Analysts have been warning how the potential for renewed lockdowns, a looming fiscal cliff in the US, political uncertainty due to Brexit, and the possibility of a contested US election all make for potential complexities in the months ahead. Glossop noted the escalating outbreaks in Central Europe are starting to challenge optimism about the strength of the recovery there.

“And recoveries in the likes of India and much of Latin America – where new cases remain high – will be constrained by precautionary behaviour and tight restrictions on activity,” Glossop added. “The exception in all of this is China, where its domestic-focussed rebound is in full swing and looks set to continue on the back of policy support and improving consumer confidence.”

Shift seen in investors’ upbeat stance?

A resurgence in COVID-19 infections across Europe, along with weak economic indicators, led world stocks to mark some of their worst weekly declines in months. From an investment perspective, research analysts are now warning that the economic outlook has become as uncertain as ever, as markets enter the final stretch of 2020.

Investors have, however, up until last week been turning more upbeat about the outlook for emerging markets, an earlier HSBC survey showed, although regional differences have sharpened with money managers less positive than three months ago about Latin America. But the positive sentiment is seen shifting.

Mixed sentiments

MSCI’s emerging market equity benchmark has fallen by more than 5 per cent since the start of the year, while the developed market index is down 2.8 per cent. In equities, two thirds expected developing market stocks to rise, with 55 per cent expecting them to outperform developed peers, the survey indicated.

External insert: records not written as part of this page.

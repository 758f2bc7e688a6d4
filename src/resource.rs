//! Path templates declared on resources and their methods.
//!
//! The builder does not know how templates are declared; it asks a
//! [`ResourceClass`] or [`ResourceMethod`] for one. [`StaticResource`] and
//! [`StaticMethod`] are plain in-memory declarations.

use crate::error::PathTemplateError;

/// A method of a resource that may declare a path template.
pub trait ResourceMethod {
    /// The method name.
    fn name(&self) -> &str;

    /// The declared path template, or `None` if the method declares none.
    ///
    /// # Errors
    ///
    /// Returns [`PathTemplateError::IllegalPath`] if the declared template is
    /// not usable as a path.
    fn path_template(&self) -> Result<Option<&str>, PathTemplateError>;
}

/// A resource that declares a path template and has methods.
pub trait ResourceClass {
    /// The resource name.
    fn name(&self) -> &str;

    /// The declared path template.
    ///
    /// # Errors
    ///
    /// Returns [`PathTemplateError::NotAnnotated`] if the resource declares no
    /// template, or [`PathTemplateError::IllegalPath`] if it is unusable.
    fn path_template(&self) -> Result<&str, PathTemplateError>;

    /// The methods of the resource.
    fn methods(&self) -> Vec<&dyn ResourceMethod>;
}

/// Finds the single template declared by methods called `method` on
/// `resource`.
///
/// Methods without a template are skipped. Several methods declaring the
/// same template count as one.
pub(crate) fn method_template<'r>(
    resource: &'r dyn ResourceClass,
    method: &str,
) -> Result<&'r str, PathTemplateError> {
    let mut found: Option<&str> = None;
    for candidate in resource.methods() {
        if candidate.name() != method {
            continue;
        }
        let Some(path) = candidate.path_template()? else {
            continue;
        };
        match found {
            Some(existing) if existing != path => {
                return Err(PathTemplateError::AmbiguousMethod {
                    resource: resource.name().to_string(),
                    method: method.to_string(),
                });
            }
            _ => found = Some(path),
        }
    }
    found.ok_or_else(|| PathTemplateError::NoMatchingMethod {
        resource: resource.name().to_string(),
        method: method.to_string(),
    })
}

/// Returns the template of `method`, failing if it declares none.
pub(crate) fn required_template<'m>(
    method: &'m dyn ResourceMethod,
) -> Result<&'m str, PathTemplateError> {
    method
        .path_template()?
        .ok_or_else(|| PathTemplateError::NotAnnotated {
            resource: method.name().to_string(),
        })
}

fn check_template<'t>(owner: &str, template: &'t str) -> Result<&'t str, PathTemplateError> {
    match template.find(['?', '#']) {
        Some(_) => Err(PathTemplateError::IllegalPath {
            resource: owner.to_string(),
            path: template.to_string(),
            reason: "a path template cannot contain '?' or '#'".to_string(),
        }),
        None => Ok(template),
    }
}

/// An in-memory [`ResourceMethod`].
#[derive(Debug, Clone, PartialEq, Eq)]
pub struct StaticMethod {
    name: String,
    path: Option<String>,
}

impl StaticMethod {
    /// A method declaring `path`.
    #[must_use]
    pub fn new(name: impl Into<String>, path: impl Into<String>) -> Self {
        Self {
            name: name.into(),
            path: Some(path.into()),
        }
    }

    /// A method declaring no path template.
    #[must_use]
    pub fn unannotated(name: impl Into<String>) -> Self {
        Self {
            name: name.into(),
            path: None,
        }
    }
}

impl ResourceMethod for StaticMethod {
    fn name(&self) -> &str {
        &self.name
    }

    fn path_template(&self) -> Result<Option<&str>, PathTemplateError> {
        self.path
            .as_deref()
            .map(|p| check_template(&self.name, p))
            .transpose()
    }
}

/// An in-memory [`ResourceClass`].
///
/// # Examples
///
/// ```
/// use uri_builder::{StaticMethod, StaticResource, UriBuilder};
///
/// let orders = StaticResource::new("Orders", "/orders")
///     .with_method(StaticMethod::new("get", "{id}"));
///
/// let mut builder = UriBuilder::new();
/// builder.resource_method_path(&orders, "get")?;
/// assert_eq!(builder.to_string(), "orders/{id}");
/// # Ok::<(), uri_builder::UriBuilderError>(())
/// ```
#[derive(Debug, Clone, PartialEq, Eq)]
pub struct StaticResource {
    name: String,
    path: Option<String>,
    methods: Vec<StaticMethod>,
}

impl StaticResource {
    /// A resource declaring `path`.
    #[must_use]
    pub fn new(name: impl Into<String>, path: impl Into<String>) -> Self {
        Self {
            name: name.into(),
            path: Some(path.into()),
            methods: Vec::new(),
        }
    }

    /// A resource declaring no path template.
    #[must_use]
    pub fn unannotated(name: impl Into<String>) -> Self {
        Self {
            name: name.into(),
            path: None,
            methods: Vec::new(),
        }
    }

    /// Adds a method.
    #[must_use]
    pub fn with_method(mut self, method: StaticMethod) -> Self {
        self.methods.push(method);
        self
    }
}

impl ResourceClass for StaticResource {
    fn name(&self) -> &str {
        &self.name
    }

    fn path_template(&self) -> Result<&str, PathTemplateError> {
        let path = self
            .path
            .as_deref()
            .ok_or_else(|| PathTemplateError::NotAnnotated {
                resource: self.name.clone(),
            })?;
        check_template(&self.name, path)
    }

    fn methods(&self) -> Vec<&dyn ResourceMethod> {
        self.methods
            .iter()
            .map(|m| m as &dyn ResourceMethod)
            .collect()
    }
}
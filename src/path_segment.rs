//! Path segments and their matrix parameters.

use std::convert::Infallible;
use std::fmt;

use crate::encoding::{Component, encode_or_validate, percent_decode};
use crate::error::ComponentError;
use crate::template::push_text;

/// A `;name=value` parameter attached to one path segment.
///
/// Name and value are stored in their encoded form. A parameter without a
/// value renders as `;name`; one with an empty value renders as `;name=`.
#[derive(Debug, Clone, PartialEq, Eq, Hash)]
#[cfg_attr(feature = "serde", derive(serde::Serialize, serde::Deserialize))]
pub struct MatrixParam {
    name: String,
    value: Option<String>,
}

impl MatrixParam {
    /// Creates a parameter from already-encoded parts.
    #[must_use]
    pub fn new(name: impl Into<String>, value: impl Into<String>) -> Self {
        Self {
            name: name.into(),
            value: Some(value.into()),
        }
    }

    /// Creates a bare `;name` parameter from an already-encoded name.
    #[must_use]
    pub fn without_value(name: impl Into<String>) -> Self {
        Self {
            name: name.into(),
            value: None,
        }
    }

    /// Returns the parameter name.
    #[must_use]
    pub fn name(&self) -> &str {
        &self.name
    }

    /// Returns the parameter value, or `None` for a bare `;name`.
    #[must_use]
    pub fn value(&self) -> Option<&str> {
        self.value.as_deref()
    }

    /// Parses `;`-joined `name=value` pairs. A leading `;` and empty pairs
    /// are ignored; a pair without `=` has no value.
    ///
    /// # Errors
    ///
    /// Returns [`ComponentError`] if a name or value is illegal and neither
    /// encoding nor decoding is requested.
    pub fn parse_list(text: &str, options: SegmentOptions) -> Result<Vec<Self>, ComponentError> {
        split_params(text, |part, component| {
            convert(part, component, options.decode_matrix, options.encode)
        })
    }

    fn render(&self, out: &mut String, convert_braces: bool) {
        out.push(';');
        push_text(out, &self.name, convert_braces);
        if let Some(value) = &self.value {
            out.push('=');
            push_text(out, value, convert_braces);
        }
    }
}

/// How raw segment text is turned into a [`PathSegment`].
#[derive(Debug, Clone, Copy, PartialEq, Eq)]
pub struct SegmentOptions {
    /// Percent-encode illegal characters instead of rejecting them.
    pub encode: bool,
    /// Percent-decode the segment text.
    pub decode_path: bool,
    /// Percent-decode matrix parameter names and values.
    pub decode_matrix: bool,
}

impl SegmentOptions {
    /// Options used by the builder: no decoding, encoding as given.
    #[must_use]
    pub const fn encoding(encode: bool) -> Self {
        Self {
            encode,
            decode_path: false,
            decode_matrix: false,
        }
    }

    /// Options that decode both the segment text and its matrix parameters.
    #[must_use]
    pub const fn decoded() -> Self {
        Self {
            encode: false,
            decode_path: true,
            decode_matrix: true,
        }
    }
}

impl Default for SegmentOptions {
    fn default() -> Self {
        Self::encoding(true)
    }
}

/// One element of a URI path plus its ordered matrix parameters.
///
/// Duplicate parameter names are kept in insertion order.
///
/// # Examples
///
/// ```
/// use uri_builder::{PathSegment, SegmentOptions};
///
/// let seg = PathSegment::parse("cars;color=red;year=2008", SegmentOptions::default()).unwrap();
/// assert_eq!(seg.text(), "cars");
/// assert_eq!(seg.matrix_params().len(), 2);
/// assert_eq!(seg.to_string(), "cars;color=red;year=2008");
/// ```
#[derive(Debug, Clone, PartialEq, Eq, Hash, Default)]
pub struct PathSegment {
    text: String,
    matrix_params: Vec<MatrixParam>,
}

impl PathSegment {
    /// Creates a segment from already-encoded text with no matrix parameters.
    #[must_use]
    pub fn new(text: impl Into<String>) -> Self {
        Self {
            text: text.into(),
            matrix_params: Vec::new(),
        }
    }

    /// Parses one segment, splitting off any `;name=value` suffix.
    ///
    /// # Errors
    ///
    /// Returns [`ComponentError`] if encoding is disabled, the matching
    /// decode flag is off, and the text or a matrix parameter is illegal.
    pub fn parse(raw: &str, options: SegmentOptions) -> Result<Self, ComponentError> {
        let (text, matrix) = raw.split_once(';').unwrap_or((raw, ""));
        Ok(Self {
            text: convert(text, Component::PathSegment, options.decode_path, options.encode)?,
            matrix_params: MatrixParam::parse_list(matrix, options)?,
        })
    }

    /// Percent-decodes one raw segment and its matrix parameters.
    ///
    /// Unlike [`parse`](Self::parse) this cannot fail: malformed escapes are
    /// kept as they are.
    pub(crate) fn decode(raw: &str) -> Self {
        let (text, matrix) = raw.split_once(';').unwrap_or((raw, ""));
        let Ok(matrix_params) =
            split_params(matrix, |part, _| -> Result<String, Infallible> {
                Ok(percent_decode(part).into_owned())
            });
        Self {
            text: percent_decode(text).into_owned(),
            matrix_params,
        }
    }

    /// Returns the segment text without matrix parameters.
    #[must_use]
    pub fn text(&self) -> &str {
        &self.text
    }

    /// Returns the matrix parameters in insertion order.
    #[must_use]
    pub fn matrix_params(&self) -> &[MatrixParam] {
        &self.matrix_params
    }

    /// Appends a matrix parameter.
    pub fn add_matrix_param(&mut self, param: MatrixParam) {
        self.matrix_params.push(param);
    }

    /// Replaces all matrix parameters.
    pub fn set_matrix_params(&mut self, params: Vec<MatrixParam>) {
        self.matrix_params = params;
    }

    /// Removes all matrix parameters.
    pub fn clear_matrix_params(&mut self) {
        self.matrix_params.clear();
    }

    /// Writes the segment text followed by its matrix parameters.
    ///
    /// With `convert_braces`, braces that do not form a placeholder are
    /// written as `%7B`/`%7D`.
    pub(crate) fn render(&self, out: &mut String, convert_braces: bool) {
        push_text(out, &self.text, convert_braces);
        for param in &self.matrix_params {
            param.render(out, convert_braces);
        }
    }
}

impl fmt::Display for PathSegment {
    fn fmt(&self, f: &mut fmt::Formatter<'_>) -> fmt::Result {
        let mut out = String::new();
        self.render(&mut out, false);
        f.write_str(&out)
    }
}

fn split_params<E>(
    text: &str,
    mut part: impl FnMut(&str, Component) -> Result<String, E>,
) -> Result<Vec<MatrixParam>, E> {
    text.split(';')
        .filter(|pair| !pair.is_empty())
        .map(|pair| -> Result<MatrixParam, E> {
            Ok(match pair.split_once('=') {
                Some((name, value)) => MatrixParam::new(
                    part(name, Component::MatrixName)?,
                    part(value, Component::MatrixValue)?,
                ),
                None => MatrixParam::without_value(part(pair, Component::MatrixName)?),
            })
        })
        .collect()
}

fn convert(
    part: &str,
    component: Component,
    decode: bool,
    encode: bool,
) -> Result<String, ComponentError> {
    if decode {
        Ok(percent_decode(part).into_owned())
    } else {
        encode_or_validate(part, component, encode)
    }
}
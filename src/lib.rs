//! Mutable URI builder with matrix parameters and `{name}` templates.
//!
//! A [`UriBuilder`] collects scheme, user-info, host, port, path segments,
//! query and fragment through fluent setters. Every value is percent-encoded
//! (or, with encoding disabled, validated) when it comes in, so the builder
//! only ever holds legal URI text plus `{name}` placeholders. The `build*`
//! methods resolve the placeholders and parse the result into a [`Uri`].
//!
//! # Quick Start
//!
//! ```rust
//! use uri_builder::UriBuilder;
//!
//! let mut builder = UriBuilder::new();
//! builder
//!     .scheme("http")?
//!     .host("localhost")?
//!     .port(8080)
//!     .path(["shop", "{category}"])?
//!     .matrix_param("color", "dark red")?
//!     .query_param("page", "{page}")?;
//!
//! // Placeholders stay visible until build time
//! assert_eq!(
//!     builder.to_string(),
//!     "http://localhost:8080/shop/{category};color=dark%20red?page={page}"
//! );
//!
//! let uri = builder.build_from_values(&["hats", "2"])?;
//! assert_eq!(uri.as_str(), "http://localhost:8080/shop/hats;color=dark%20red?page=2");
//! assert_eq!(uri.port(), Some(8080));
//! # Ok::<(), uri_builder::UriBuilderError>(())
//! ```
//!
//! # Resolving Placeholders
//!
//! | Method | Resolver | Fails when |
//! |--------|----------|------------|
//! | [`UriBuilder::build`] | [`RejectAll`] | any placeholder is left |
//! | [`UriBuilder::build_from_map`] | [`MapResolver`] | a name is missing from the map |
//! | [`UriBuilder::build_from_values`] | [`PositionalResolver`] | the values run out |
//! | [`UriBuilder::build_with`] | any [`VariableResolver`] | the resolver fails |
//!
//! Resolved values are inserted verbatim; they must already be encoded.
//!
//! # Encoding
//!
//! With encoding enabled (the default), characters outside a component's
//! legal set are percent-encoded and `%` is always escaped. With encoding
//! disabled, the same characters are rejected with
//! [`UriBuilderError::InvalidArgument`] and existing `%XX` escapes are kept.
//! The scheme is always validated, never encoded.

#![deny(missing_docs)]
#![deny(clippy::all)]
#![deny(clippy::pedantic)]
#![allow(clippy::module_name_repetitions)]

mod builder;
mod constants;
mod encoding;
mod error;
mod path_segment;
pub mod prelude;
mod query;
mod resolver;
mod resource;
mod template;
mod uri;

pub use builder::UriBuilder;
pub use constants::{
    ESCAPED_CLOSE, ESCAPED_OPEN, PORT_UNSET, SUB_DELIMS, TEMPLATE_CLOSE, TEMPLATE_OPEN,
    UNRESERVED_MARKS,
};
pub use encoding::{
    Component, check_scheme, encode_component, encode_literal, encode_or_validate,
    is_valid_scheme, percent_decode, validate,
};
pub use error::{
    ArgumentError, ComponentError, ComponentErrorKind, ParseError, ParseErrorKind,
    PathTemplateError, TemplateError, UriBuilderError,
};
pub use path_segment::{MatrixParam, PathSegment, SegmentOptions};
pub use resolver::{MapResolver, PositionalResolver, RejectAll, VariableResolver};
pub use resource::{ResourceClass, ResourceMethod, StaticMethod, StaticResource};
pub use template::{Template, Token};
pub use uri::Uri;
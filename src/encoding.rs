//! Per-component percent-encoding and validation.
//!
//! Every value that enters a [`UriBuilder`](crate::UriBuilder) passes through
//! [`encode_or_validate`]. With encoding enabled, characters outside the
//! component's legal set are percent-encoded; with encoding disabled they are
//! rejected. Template braces are legal in every component except the scheme
//! and are never encoded, so placeholders survive until build time.

use std::borrow::Cow;
use std::fmt;

use crate::constants::{
    ESCAPED_CLOSE, ESCAPED_OPEN, SUB_DELIMS, TEMPLATE_CLOSE, TEMPLATE_OPEN, UNRESERVED_MARKS,
};
use crate::error::{ComponentError, ComponentErrorKind};

const HEX_UPPER: &[u8; 16] = b"0123456789ABCDEF";

/// The kind of URI component a value is destined for.
#[derive(Debug, Clone, Copy, PartialEq, Eq, Hash)]
pub enum Component {
    /// `scheme`
    Scheme,
    /// `userinfo` (before `@`)
    UserInfo,
    /// `host` as a registered name
    Host,
    /// A single path segment without matrix parameters
    PathSegment,
    /// Name of a `;name=value` matrix parameter
    MatrixName,
    /// Value of a `;name=value` matrix parameter
    MatrixValue,
    /// Name of a `name=value` query parameter
    QueryName,
    /// Value of a `name=value` query parameter
    QueryValue,
    /// A whole query string
    Query,
    /// A whole path
    Path,
    /// `fragment` (after `#`)
    Fragment,
}

impl Component {
    /// Returns true if the ASCII byte may appear unencoded in this component.
    ///
    /// Template braces and `%` are handled by the callers, not here.
    #[must_use]
    pub fn allows(self, b: u8) -> bool {
        if self == Self::Scheme {
            return b.is_ascii_alphanumeric() || matches!(b, b'+' | b'-' | b'.');
        }
        if b.is_ascii_alphanumeric() || is_in(b, UNRESERVED_MARKS) {
            return true;
        }
        let sub_delim = is_in(b, SUB_DELIMS);
        let pchar = sub_delim || matches!(b, b':' | b'@');
        let query_char = pchar || matches!(b, b'/' | b'?');
        match self {
            Self::Scheme => false,
            Self::Host => sub_delim,
            Self::UserInfo => sub_delim || b == b':',
            Self::PathSegment | Self::MatrixValue => pchar && b != b';',
            Self::MatrixName => pchar && b != b';' && b != b'=',
            Self::QueryName => query_char && b != b'&' && b != b'=',
            Self::QueryValue => query_char && b != b'&',
            Self::Query | Self::Fragment => query_char,
            Self::Path => pchar || b == b'/',
        }
    }

    /// Returns true if `c` is ASCII and may appear unencoded.
    #[must_use]
    pub fn allows_char(self, c: char) -> bool {
        u8::try_from(c).is_ok_and(|b| b.is_ascii() && self.allows(b))
    }

    const fn as_str(self) -> &'static str {
        match self {
            Self::Scheme => "scheme",
            Self::UserInfo => "user-info",
            Self::Host => "host",
            Self::PathSegment => "path segment",
            Self::MatrixName => "matrix parameter name",
            Self::MatrixValue => "matrix parameter value",
            Self::QueryName => "query parameter name",
            Self::QueryValue => "query parameter value",
            Self::Query => "query",
            Self::Path => "path",
            Self::Fragment => "fragment",
        }
    }
}

impl fmt::Display for Component {
    fn fmt(&self, f: &mut fmt::Formatter<'_>) -> fmt::Result {
        f.write_str(self.as_str())
    }
}

fn is_in(b: u8, set: &str) -> bool {
    set.as_bytes().contains(&b)
}

const fn is_template_char(c: char) -> bool {
    c == TEMPLATE_OPEN || c == TEMPLATE_CLOSE
}

/// Encodes `value` for `component` when `encode` is true, otherwise checks
/// that it is already legal and returns it unchanged.
///
/// # Errors
///
/// Returns [`ComponentError`] if `encode` is false and `value` contains a
/// character that is illegal for `component` or a malformed `%` escape.
/// Scheme values are always validated; see [`check_scheme`].
pub fn encode_or_validate(
    value: &str,
    component: Component,
    encode: bool,
) -> Result<String, ComponentError> {
    if component == Component::Scheme {
        check_scheme(value)?;
        return Ok(value.to_string());
    }
    if encode {
        Ok(encode_component(value, component))
    } else {
        validate(value, component)?;
        Ok(value.to_string())
    }
}

/// Percent-encodes every character of `value` outside the legal set of
/// `component`, leaving template braces untouched.
///
/// A `%` is always encoded, so already-encoded input is encoded again.
#[must_use]
pub fn encode_component(value: &str, component: Component) -> String {
    encode_with(value, component, true)
}

/// Percent-encodes `value` for `component`, encoding template braces too.
///
/// Use this for text that must never be read as a placeholder.
#[must_use]
pub fn encode_literal(value: &str, component: Component) -> String {
    encode_with(value, component, false)
}

/// Replaces template braces with their percent-escapes.
pub(crate) fn escape_braces(value: &str) -> String {
    value
        .replace(TEMPLATE_OPEN, ESCAPED_OPEN)
        .replace(TEMPLATE_CLOSE, ESCAPED_CLOSE)
}

fn encode_with(value: &str, component: Component, keep_braces: bool) -> String {
    let mut out = String::with_capacity(value.len());
    let mut buf = [0u8; 4];
    for c in value.chars() {
        if (keep_braces && is_template_char(c)) || component.allows_char(c) {
            out.push(c);
            continue;
        }
        for &b in c.encode_utf8(&mut buf).as_bytes() {
            out.push('%');
            out.push(char::from(HEX_UPPER[usize::from(b >> 4)]));
            out.push(char::from(HEX_UPPER[usize::from(b & 0x0f)]));
        }
    }
    out
}

/// Checks that `value` only contains characters legal for `component`,
/// well-formed `%XX` escapes, or template braces.
///
/// # Errors
///
/// Returns [`ComponentError`] naming the first offending character.
pub fn validate(value: &str, component: Component) -> Result<(), ComponentError> {
    let chars: Vec<char> = value.chars().collect();
    for (position, &c) in chars.iter().enumerate() {
        if c == '%' {
            let hex_at = |i: usize| chars.get(i).is_some_and(char::is_ascii_hexdigit);
            if !(hex_at(position + 1) && hex_at(position + 2)) {
                return Err(ComponentError {
                    component,
                    value: value.to_string(),
                    kind: ComponentErrorKind::InvalidPercentEncoding { position },
                });
            }
            continue;
        }
        let legal = (is_template_char(c) && component != Component::Scheme)
            || component.allows_char(c);
        if !legal {
            return Err(ComponentError {
                component,
                value: value.to_string(),
                kind: ComponentErrorKind::InvalidChar { char: c, position },
            });
        }
    }
    Ok(())
}

/// Returns true if `scheme` matches `ALPHA *( ALPHA / DIGIT / "+" / "-" / "." )`.
#[must_use]
pub fn is_valid_scheme(scheme: &str) -> bool {
    check_scheme(scheme).is_ok()
}

/// Validates scheme syntax.
///
/// # Errors
///
/// Returns [`ComponentError`] if `scheme` is empty, does not start with an
/// ASCII letter, or contains a character other than letters, digits, `+`,
/// `-` and `.`.
pub fn check_scheme(scheme: &str) -> Result<(), ComponentError> {
    let error = |kind| ComponentError {
        component: Component::Scheme,
        value: scheme.to_string(),
        kind,
    };
    let mut chars = scheme.chars();
    match chars.next() {
        None => return Err(error(ComponentErrorKind::Empty)),
        Some(c) if !c.is_ascii_alphabetic() => {
            return Err(error(ComponentErrorKind::InvalidSchemeStart { found: c }));
        }
        Some(_) => {}
    }
    for (i, c) in chars.enumerate() {
        if !Component::Scheme.allows_char(c) {
            return Err(error(ComponentErrorKind::InvalidChar {
                char: c,
                position: i + 1,
            }));
        }
    }
    Ok(())
}

fn hex_value(b: u8) -> Option<u8> {
    match b {
        b'0'..=b'9' => Some(b - b'0'),
        b'a'..=b'f' => Some(b - b'a' + 10),
        b'A'..=b'F' => Some(b - b'A' + 10),
        _ => None,
    }
}

/// Decodes `%XX` escapes. Malformed escapes are kept as they are and
/// invalid UTF-8 is replaced with U+FFFD.
#[must_use]
pub fn percent_decode(value: &str) -> Cow<'_, str> {
    if !value.contains('%') {
        return Cow::Borrowed(value);
    }
    let bytes = value.as_bytes();
    let mut out = Vec::with_capacity(bytes.len());
    let mut i = 0;
    while i < bytes.len() {
        if bytes[i] == b'%' {
            if let (Some(hi), Some(lo)) = (
                bytes.get(i + 1).copied().and_then(hex_value),
                bytes.get(i + 2).copied().and_then(hex_value),
            ) {
                out.push((hi << 4) | lo);
                i += 3;
                continue;
            }
        }
        out.push(bytes[i]);
        i += 1;
    }
    match String::from_utf8(out) {
        Ok(s) => Cow::Owned(s),
        Err(e) => Cow::Owned(String::from_utf8_lossy(e.as_bytes()).into_owned()),
    }
}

“Last month EMs suffered the largest net outflow of capital since the height of the market turmoil in March. Net outflows look set to persist in the coming months, although they should remain small compared to past standards, limiting the macroeconomic fallout,” Glossop said.

Some 46 per cent of investors have turned comparatively bullish on developing nations, compared with less than a quarter in June, and more than two-thirds are expecting growth to accelerate over the coming 12 months, showed an HSBC survey that gathered data from 195 institutions with $650 billion of emerging market assets under management during a period between August 11 and September 15.

Outlook on asset classes

Asia – which appeared to be leading the improvement in sentiment – still stands out as the region with comparatively more favourable outlook across all asset classes, while Latin America has the least favourable outlook. There was a deterioration in the growth expectations for the regions highly exposed to commodity prices.

Fund managers felt more optimistic about developing market currencies, HSBC said, with 38 per cent expecting them to stay broadly stable. In fixed income markets, the survey showed a shift from hard currency bonds to local markets since June.

Inflation expectations tick up 

Inflation expectations also crept up, with 50 per cent of those surveyed now predicting rising price pressures in the year ahead compared to 37 per cent in June. “A number of EMs – notably Brazil, Mexico and Korea – have experienced strong increases in food inflation in recent months, which have pushed up headline rates,” Glossop added.

“But we think that food inflation in the worst-affected countries is close to a peak. Even if it continues to edge higher for a few more months, most central banks are unlikely to be spooked.”

As recoveries in the developed world shift into a lower gear, this will weigh on EM exports, viewed analysts at Capital Economics. They added that while the rebound in EM exports continued in July, further gains is seen harder to come by from here – with the initial boost from re-opening economies likely to fade and the slowing global recovery dimming the outlook for exporters.